Mieczysław Jastrun born Mojsze Agatstein (29 October 1903 – 22 February 1983) was a Polish poet and essayist of Jewish origin. The main themes of his poetry are philosophy and morality. He translated French, Russian, and German poetry to Polish.

Life 
Jastrun was born in Korolivka, Borshchiv Raion (in the former Eastern Galicia) into a Jewish family, the son of Józef Agatstein and Maria Agatstein née Wiensohn. He spent his childhood in Jodłowa, and went to public school in Ryglice, where his father had opened a surgery. The family moved several times to places where Joseph worked. Through 1915−1919 Mieczysław stayed in Kraków, where he went to gymnasium. Due to the onset of Polish–Soviet War he interrupted his studies and volunteered to the Polish Army. However, he did not participate in engagements as he contracted typhus. On 9 March 1920 together with his older brother, Jerzy Stanisław (later Jerzy Gierowski) he was baptised in the parish church in Jodłowa. He did not return to Kraków immediately and instead completed the last two high school forms in First General Liceum in Tarnów. During that time he lived in Pleśna, with his former governess (1921−1923).

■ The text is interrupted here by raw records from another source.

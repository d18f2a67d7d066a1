//! Token-level façade over the scanner.
//!
//! Adds the single-token peek/pushback the parser needs, access to the
//! scanner's pending-comment queue, checkpoints for the rare productions
//! that need more than one token of lookahead, and the probe that
//! attaches a comment sitting on the same line as a just-consumed
//! terminator.

use crate::ast::{Comment, Position};
use crate::error::ParseErrorKind;
use crate::scan::{Scanner, ScannerState, Token};


pub(crate) struct Lexer<'a> {
    scanner: Scanner<'a>,
    peeked: Option<(Token<'a>, Position)>,
}

/// Everything needed to rewind the lexer: scanner cursor, pending
/// comments and the peek slot.
pub(crate) struct Checkpoint<'a> {
    state: ScannerState,
    peeked: Option<(Token<'a>, Position)>,
}

impl<'a> Lexer<'a> {
    pub fn new(source: &'a str, filename: &str, debug: bool) -> Lexer<'a> {
        Lexer {
            scanner: Scanner::new(source, filename, debug),
            peeked: None,
        }
    }

    pub fn next(&mut self) -> Result<(Token<'a>, Position), ParseErrorKind> {
        match self.peeked.take() {
            Some(entry) => Ok(entry),
            None => self.scanner.scan(),
        }
    }

    pub fn peek(&mut self) -> Result<(Token<'a>, Position), ParseErrorKind> {
        if self.peeked.is_none() {
            self.peeked = Some(self.scanner.scan()?);
        }
        Ok(self.peeked.clone().expect("peek slot was just filled"))
    }

    /// Pushes one token back. The slot must be empty.
    pub fn unread(&mut self, token: Token<'a>, pos: Position) {
        debug_assert!(self.peeked.is_none(), "unread over an unconsumed peek");
        self.peeked = Some((token, pos));
    }

    /// Removes and returns all comments scanned so far, oldest first.
    pub fn consume_comments(&mut self) -> Vec<Comment> {
        self.scanner.drain_comments()
    }

    pub fn checkpoint(&self) -> Checkpoint<'a> {
        Checkpoint {
            state: self.scanner.checkpoint(),
            peeked: self.peeked.clone(),
        }
    }

    pub fn restore(&mut self, checkpoint: Checkpoint<'a>) {
        self.scanner.restore(checkpoint.state);
        self.peeked = checkpoint.peeked;
    }

    /// Returns the comment attached inline to a just-consumed terminator
    /// at `terminator`: the oldest pending comment, provided it begins
    /// after the terminator with no newline in between. Scans ahead to
    /// the next token so the comment queue is up to date; the probed
    /// token stays available through the peek slot.
    pub fn inline_comment(
        &mut self,
        terminator: &Position,
    ) -> Result<Option<Comment>, ParseErrorKind> {
        self.peek()?;
        Ok(self.scanner.take_inline_comment(terminator))
    }

    /// Captures the raw text of a `{ ... }` message literal whose opening
    /// brace token was just consumed at `open`. Returns the text with
    /// both braces and the closing brace's position.
    pub fn read_message_literal(
        &mut self,
        open: &Position,
    ) -> Result<(&'a str, Position), ParseErrorKind> {
        debug_assert!(self.peeked.is_none(), "message literal after a peek");
        self.scanner.finish_raw_braces(open)
    }
}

Later during the 1920s, Jastrun studied Polish, German and philosophy at the Jagiellonian University in Kraków; he received a doctorate in 1929. He was also close to the Skamander group and wrote several works of poetry strongly influenced by symbolism. At the onset of World War II, Jastrun took refuge in Lviv, then occupied by the Soviet Union, where he worked as a teacher. After Nazi Germany occupied Lviv in 1941, he relocated to Warsaw, took the name Jan Klonowicz and worked as an underground teacher. Jastrun's Jewish identity remained undiscovered during the war, and he survived the Holocaust.

After the end of the war, Jastrun lived briefly in Lublin and Lodz before moving back to Warsaw in 1949. He joined the communist Polish United Workers' Party (PZPR), and in the post-war era wrote several books dealing with the Nazi occupation and the Holocaust in the style of socialist realism. Jastrun also wrote biographies of Jan Kochanowski, Adam Mickiewicz and Juliusz Słowacki, translated works by poets such as Lorca, Pushkin, Hölderlin and Rilke into Polish, and taught modern poetry at the University of Warsaw.

In 1964 he was one of the signatories of the so-called Letter of 34 to Prime Minister Józef Cyrankiewicz regarding freedom of culture.

Jastrun died in Warsaw in 1983, and is buried at Powązki Cemetery.

References

External links
Mieczyslaw Jastrun
Here Too as in Jerusalem

1903 births
1983 deaths
20th-century Polish Jews
Burials at Powązki Cemetery
20th-century Polish poets
Recipients of the State Award Badge (Poland)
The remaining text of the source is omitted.